[[ RECORDS SHOWN, beginning ]]
//! Postgres-backed store for marketplace users and listings.
//!
//! Tables are created on startup if they do not exist yet:
//! 1.  `users`, keyed by the identity provider's subject id.
//! 2.  `listings`, each referencing its seller in `users`.

use crate::domain::listing::{Listing, ListingStore, SellerSummary, User, ValidListing};
use crate::infra::config;
use async_trait::async_trait;
use chrono::{DateTime, Utc};
use sqlx::postgres::{PgPoolOptions, PgRow};
use sqlx::{PgPool, Row};

/// The main service that manages database interaction.
pub struct DatabaseService {
    pool: PgPool,
}

impl DatabaseService {
    pub fn pool(&self) -> &PgPool {
        &self.pool
    }

    /// Creates a new instance of the DatabaseService and connects to the database.
    pub async fn new() -> Result<Self, anyhow::Error> {
        dotenv::dotenv().ok();
        let database_url = config::database_url()?;

        let pool = PgPoolOptions::new()
            .max_connections(5)
            .connect(&database_url)
            .await?;

        Self::with_pool(pool).await
    }

    /// Wraps an existing pool, creating the schema if needed.
    pub async fn with_pool(pool: PgPool) -> Result<Self, anyhow::Error> {
        sqlx::query(
            "CREATE TABLE IF NOT EXISTS users (
                id TEXT PRIMARY KEY,
                name TEXT NOT NULL,
                email TEXT NOT NULL UNIQUE,
                photo TEXT,
                created_at TIMESTAMPTZ NOT NULL DEFAULT now()
            )",
        )
        .execute(&pool)
        .await?;

        sqlx::query(
            "CREATE TABLE IF NOT EXISTS listings (
                id BIGSERIAL PRIMARY KEY,
                bgg_id TEXT NOT NULL,
                game_name TEXT NOT NULL,
                condition TEXT NOT NULL,
                price DOUBLE PRECISION NOT NULL,
                notes TEXT,
                seller_id TEXT NOT NULL REFERENCES users(id),
                created_at TIMESTAMPTZ NOT NULL DEFAULT now()
            )",
        )
        .execute(&pool)
        .await?;

        sqlx::query(
            "CREATE INDEX IF NOT EXISTS listings_created_at_idx ON listings (created_at DESC)",
        )
        .execute(&pool)
        .await?;

        Ok(Self { pool })
    }
}

fn listing_from_row(row: &PgRow) -> anyhow::Result<Listing> {
    let created_at: DateTime<Utc> = row.try_get("created_at")?;
    Ok(Listing {
        id: row.try_get("id")?,
        bgg_id: row.try_get("bgg_id")?,
        game_name: row.try_get("game_name")?,
        condition: row.try_get("condition")?,
        price: row.try_get("price")?,
        notes: row.try_get("notes")?,
        seller_id: row.try_get("seller_id")?,
        created_at,
        seller: None,
    })
}

#[async_trait]
impl ListingStore for DatabaseService {
    async fn ping(&self) -> anyhow::Result<()> {
        sqlx::query("SELECT 1").execute(&self.pool).await?;
        Ok(())
    }

    async fn upsert_user(&self, user: &User) -> anyhow::Result<()> {
        sqlx::query(
            "INSERT INTO users (id, name, email, photo)
             VALUES ($1, $2, $3, $4)
             ON CONFLICT (id) DO UPDATE
             SET name = EXCLUDED.name, email = EXCLUDED.email, photo = EXCLUDED.photo",
        )
        .bind(&user.id)
        .bind(&user.name)
        .bind(&user.email)
        .bind(&user.photo)
        .execute(&self.pool)
        .await?;
        Ok(())
    }

    async fn create_listing(
        &self,
        seller_id: &str,
        listing: &ValidListing,
    ) -> anyhow::Result<Listing> {
        let row = sqlx::query(
            "INSERT INTO listings (bgg_id, game_name, condition, price, notes, seller_id)
             VALUES ($1, $2, $3, $4, $5, $6)
             RETURNING id, bgg_id, game_name, condition, price, notes, seller_id, created_at",
        )
        .bind(&listing.bgg_id)
        .bind(&listing.game_name)
        .bind(&listing.condition)
        .bind(listing.price)
        .bind(&listing.notes)
        .bind(seller_id)
        .fetch_one(&self.pool)
        .await?;

        listing_from_row(&row)
    }

    async fn list_listings(&self) -> anyhow::Result<Vec<Listing>> {
        let rows = sqlx::query(
            "SELECT l.id, l.bgg_id, l.game_name, l.condition, l.price, l.notes, l.seller_id,
                    l.created_at, u.name AS seller_name, u.photo AS seller_photo
             FROM listings l
             JOIN users u ON u.id = l.seller_id
             ORDER BY l.created_at DESC, l.id DESC",
        )
        .fetch_all(&self.pool)
        .await?;

        rows.iter()
            .map(|row| -> anyhow::Result<Listing> {
                let mut listing = listing_from_row(row)?;
                listing.seller = Some(SellerSummary {
                    name: row.try_get("seller_name")?,
                    photo: row.try_get("seller_photo")?,
                });
                Ok(listing)
            })
            .collect()
    }
}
[[ RECORDS SHOWN, end ]]
◆ ACTIVITY
Print, please, the lines from the first line of the material through the line that contains "each referencing its", exactly as written and with nothing added.

◆ YOUR SOLUTION
//! Postgres-backed store for marketplace users and listings.
//!
//! Tables are created on startup if they do not exist yet:
//! 1.  `users`, keyed by the identity provider's subject id.
//! 2.  `listings`, each referencing its seller in `users`.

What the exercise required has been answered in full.